Scan the records for "entries". Show the matching lines.

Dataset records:
***

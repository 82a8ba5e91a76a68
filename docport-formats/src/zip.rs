//! ZIP archive source and destination (`zip://<zipfile>`).
//!
//! The archive holds the same tree a directory destination produces,
//! nested under a top-level folder named after the archive's file stem
//! (`beers.zip` contains `beers/docs/...`). The reader also accepts
//! archives whose subtrees sit at the top level or under a differently
//! named folder.
//!
//! [`ZipWriter::finish`] must be called; the central directory is only
//! written then, and an unfinished archive is unreadable.

use std::collections::{BTreeMap, VecDeque};
use std::fs::File;
use std::io::{Read, Write};
use std::path::Path;

use docport_api::{DocumentReader, DocumentWriter, Error, Record, Result};
use serde_json::{Map, Value};
use tracing::debug;
use zip::write::SimpleFileOptions;

use crate::layout::{self, DESIGN_DOCS_DIR, DOCS_DIR, FlatEntry, Subtree};

fn zip_err(e: zip::result::ZipError) -> Error {
    Error::Zip(e.to_string())
}

fn rank(subtree: Subtree) -> u8 {
    match subtree {
        Subtree::Docs => 0,
        Subtree::DesignDocs => 1,
    }
}

enum Doc {
    Simple {
        member: String,
    },
    /// Inner paths relative to the document root; `None` members are
    /// directory markers.
    Expanded {
        members: Vec<(String, Option<String>)>,
    },
}

/// Streams records out of a ZIP archive.
pub struct ZipReader {
    archive: zip::ZipArchive<File>,
    pending: VecDeque<(Subtree, String, Doc)>,
}

impl ZipReader {
    /// Indexes the member list up front; bodies are decompressed lazily.
    pub fn open(path: impl AsRef<Path>) -> Result<Self> {
        let file = File::open(path.as_ref())?;
        let archive = zip::ZipArchive::new(file).map_err(zip_err)?;
        let names: Vec<String> = archive.file_names().map(str::to_string).collect();

        let mut docs: BTreeMap<(u8, String), Doc> = BTreeMap::new();
        for name in names {
            let is_dir = name.ends_with('/');
            let segments: Vec<&str> = name.split('/').filter(|s| !s.is_empty()).collect();
            let Some((subtree, rest)) = classify(&segments) else {
                debug!(member = %name, "ignoring member outside the document layout");
                continue;
            };
            match rest {
                [] => {}
                [stem] if is_dir => {
                    docs.entry((rank(subtree), (*stem).to_string()))
                        .or_insert_with(|| Doc::Expanded {
                            members: Vec::new(),
                        });
                }
                [leaf] => {
                    let Some(stem) = leaf.strip_suffix(".json") else {
                        debug!(member = %name, "ignoring member outside the document layout");
                        continue;
                    };
                    docs.insert(
                        (rank(subtree), stem.to_string()),
                        Doc::Simple { member: name },
                    );
                }
                [stem, inner @ ..] => {
                    let entry = docs
                        .entry((rank(subtree), (*stem).to_string()))
                        .or_insert_with(|| Doc::Expanded {
                            members: Vec::new(),
                        });
                    if let Doc::Expanded { members } = entry {
                        let rel = inner.join("/");
                        members.push((rel, (!is_dir).then(|| name.clone())));
                    }
                }
            }
        }

        Ok(Self {
            archive,
            pending: docs
                .into_iter()
                .map(|((rank, stem), doc)| {
                    let subtree = if rank == 0 {
                        Subtree::Docs
                    } else {
                        Subtree::DesignDocs
                    };
                    (subtree, stem, doc)
                })
                .collect(),
        })
    }

    fn read_member(&mut self, name: &str) -> Result<Vec<u8>> {
        let mut member = self.archive.by_name(name).map_err(zip_err)?;
        let mut body = Vec::with_capacity(member.size() as usize);
        member.read_to_end(&mut body)?;
        Ok(body)
    }
}

/// Locates the `docs/` or `design_docs/` segment: either leading, or one
/// folder deep for archives with a top-level prefix.
fn classify<'a>(segments: &'a [&'a str]) -> Option<(Subtree, &'a [&'a str])> {
    fn subtree_of(segment: &str) -> Option<Subtree> {
        match segment {
            DOCS_DIR => Some(Subtree::Docs),
            DESIGN_DOCS_DIR => Some(Subtree::DesignDocs),
            _ => None,
        }
    }
    if let [first, rest @ ..] = segments {
        if let Some(subtree) = subtree_of(first) {
            return Some((subtree, rest));
        }
        if let [second, inner @ ..] = rest {
            if let Some(subtree) = subtree_of(second) {
                return Some((subtree, inner));
            }
        }
    }
    None
}

impl DocumentReader for ZipReader {
    fn next_record(&mut self) -> Result<Option<Record>> {
        let Some((subtree, stem, doc)) = self.pending.pop_front() else {
            return Ok(None);
        };
        let value: Map<String, Value> = match doc {
            Doc::Simple { member } => serde_json::from_slice(&self.read_member(&member)?)?,
            Doc::Expanded { mut members } => {
                members.sort();
                let mut entries = Vec::with_capacity(members.len());
                for (rel, member) in members {
                    let body = match member {
                        Some(member) => Some(self.read_member(&member)?),
                        None => None,
                    };
                    entries.push((rel, body));
                }
                layout::unflatten(entries)?
            }
        };
        Record::from_source(subtree.restore_id(&stem), value).map(Some)
    }
}

/// Writes records into a ZIP archive.
pub struct ZipWriter {
    inner: Option<zip::ZipWriter<File>>,
    prefix: String,
    expand: bool,
}

impl ZipWriter {
    /// Creates (truncating) the destination archive.
    pub fn create(path: impl AsRef<Path>, expand: bool) -> Result<Self> {
        let path = path.as_ref();
        let prefix = path
            .file_stem()
            .and_then(|stem| stem.to_str())
            .map(str::to_string)
            .ok_or_else(|| {
                Error::Zip(format!(
                    "cannot derive an archive folder name from {}",
                    path.display()
                ))
            })?;
        let file = File::create(path)?;
        Ok(Self {
            inner: Some(zip::ZipWriter::new(file)),
            prefix,
            expand,
        })
    }

    fn inner(&mut self) -> Result<&mut zip::ZipWriter<File>> {
        self.inner
            .as_mut()
            .ok_or_else(|| Error::Zip("archive already finished".to_string()))
    }
}

impl DocumentWriter for ZipWriter {
    fn write(&mut self, record: &Record) -> Result<()> {
        let (subtree, stem) = layout::route_id(&record.id);
        let base = format!("{}/{}/{stem}", self.prefix, subtree.dir_name());
        let options = SimpleFileOptions::default();
        if self.expand {
            let entries = layout::flatten(&record.value)?;
            let zip = self.inner()?;
            zip.add_directory(base.as_str(), options).map_err(zip_err)?;
            for entry in entries {
                match entry {
                    FlatEntry::File { path, body } => {
                        zip.start_file(format!("{base}/{path}"), options)
                            .map_err(zip_err)?;
                        zip.write_all(&body)?;
                    }
                    FlatEntry::Dir { path } => {
                        zip.add_directory(format!("{base}/{path}"), options)
                            .map_err(zip_err)?;
                    }
                }
            }
        } else {
            let body = layout::doc_bytes(record)?;
            let zip = self.inner()?;
            zip.start_file(format!("{base}.json"), options)
                .map_err(zip_err)?;
            zip.write_all(&body)?;
        }
        Ok(())
    }

    fn finish(&mut self) -> Result<()> {
        if let Some(zip) = self.inner.take() {
            zip.finish().map_err(zip_err)?;
        }
        Ok(())
    }
}

#[cfg(test)]
mod tests {
    use super::*;
    use serde_json::json;
    use tempfile::tempdir;

    fn record(id: &str, value: Value) -> Record {
        let Value::Object(map) = value else {
            panic!("expected object")
        };
        Record::new(id, map)
    }

    fn read_all(path: &Path) -> Vec<Record> {
        let mut reader = ZipReader::open(path).unwrap();
        reader.records().collect::<Result<Vec<_>>>().unwrap()
    }

    #[test]
    fn plain_round_trip_uses_stem_prefix() {
        let dir = tempdir().unwrap();
        let path = dir.path().join("beers.zip");

        let mut writer = ZipWriter::create(&path, false).unwrap();
        writer.write(&record("stout", json!({"abv": 7.0}))).unwrap();
        writer.write(&record("ale", json!({"abv": 5.0}))).unwrap();
        writer
            .write(&record("_design/views", json!({"views": {}})))
            .unwrap();
        writer.finish().unwrap();

        let archive = zip::ZipArchive::new(File::open(&path).unwrap()).unwrap();
        let names: Vec<&str> = archive.file_names().collect();
        assert!(names.contains(&"beers/docs/stout.json"));
        assert!(names.contains(&"beers/design_docs/views.json"));

        let records = read_all(&path);
        let ids: Vec<&str> = records.iter().map(|r| r.id.as_str()).collect();
        assert_eq!(ids, ["ale", "stout", "_design/views"]);
        assert_eq!(records[1].value["abv"], json!(7.0));
    }

    #[test]
    fn expanded_round_trip_preserves_structure() {
        let dir = tempdir().unwrap();
        let path = dir.path().join("beers.zip");
        let body = json!({
            "name": "pale",
            "ratings": {"alice": 9, "none": {}}
        });

        let mut writer = ZipWriter::create(&path, true).unwrap();
        writer.write(&record("beer", body.clone())).unwrap();
        writer.finish().unwrap();

        let records = read_all(&path);
        assert_eq!(records.len(), 1);
        assert_eq!(records[0].id, "beer");
        assert_eq!(Value::Object(records[0].value.clone()), body);
    }

    #[test]
    fn accepts_archives_without_a_prefix_folder() {
        let dir = tempdir().unwrap();
        let path = dir.path().join("flat.zip");

        let mut zip = zip::ZipWriter::new(File::create(&path).unwrap());
        zip.start_file("docs/a.json", SimpleFileOptions::default())
            .unwrap();
        zip.write_all(b"{\"n\": 1}").unwrap();
        zip.finish().unwrap();

        let records = read_all(&path);
        assert_eq!(records.len(), 1);
        assert_eq!(records[0].id, "a");
    }

    #[test]
    fn write_after_finish_is_an_error() {
        let dir = tempdir().unwrap();
        let path = dir.path().join("done.zip");

        let mut writer = ZipWriter::create(&path, false).unwrap();
        writer.write(&record("a", json!({}))).unwrap();
        writer.finish().unwrap();
        let err = writer.write(&record("b", json!({}))).unwrap_err();
        assert!(matches!(err, Error::Zip(_)));
    }

    #[test]
    fn empty_archive_yields_no_records() {
        let dir = tempdir().unwrap();
        let path = dir.path().join("empty.zip");
        zip::ZipWriter::new(File::create(&path).unwrap())
            .finish()
            .unwrap();

        assert!(read_all(&path).is_empty());
    }
}
/// Server setup and initialization
///
/// Wires together the config store, the Discord notifier, and the HTTP
/// routes. Provides the application factory used by main and by tests.

use crate::{
    api::forward::{create_forward_routes, AppState},
    config::{Config, ConfigStore},
    discord::DiscordNotifier,
};
use anyhow::{Context, Result};
use axum::{routing::get, Router};
use tokio::net::TcpListener;

/// Create the Axum application with all routes
pub fn create_app(config: &Config) -> Result<Router> {
    let store = ConfigStore::new(&config.storage.config_file);
    let notifier = DiscordNotifier::new()?;

    let state = AppState { store, notifier };

    let app = Router::new()
        // Health check endpoint
        .route("/healthz", get(health_check))
        // Chat forwarding endpoint
        .merge(create_forward_routes().with_state(state));

    Ok(app)
}

/// Start the HTTP server with the given configuration
///
/// Binds the configured address and serves until process termination. A bind
/// failure (port already in use, privileged port) is returned to the caller
/// so the operator can be told before the process ends.
pub async fn start_server(config: Config) -> Result<()> {
    let app = create_app(&config)?;

    let bind_addr = format!("{}:{}", config.server.host, config.server.port);
    let listener = TcpListener::bind(&bind_addr)
        .await
        .with_context(|| format!("Failed to bind {bind_addr}"))?;

    tracing::info!("Server listening on http://{}", bind_addr);

    axum::serve(listener, app.into_make_service()).await?;

    Ok(())
}

/// Health check endpoint handler
async fn health_check() -> &'static str {
    "ok"
}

***

■ Exercise answer ■
                let mut entries = Vec::with_capacity(members.len());
                    entries.push((rel, body));
                layout::unflatten(entries)?
            let entries = layout::flatten(&record.value)?;
            for entry in entries {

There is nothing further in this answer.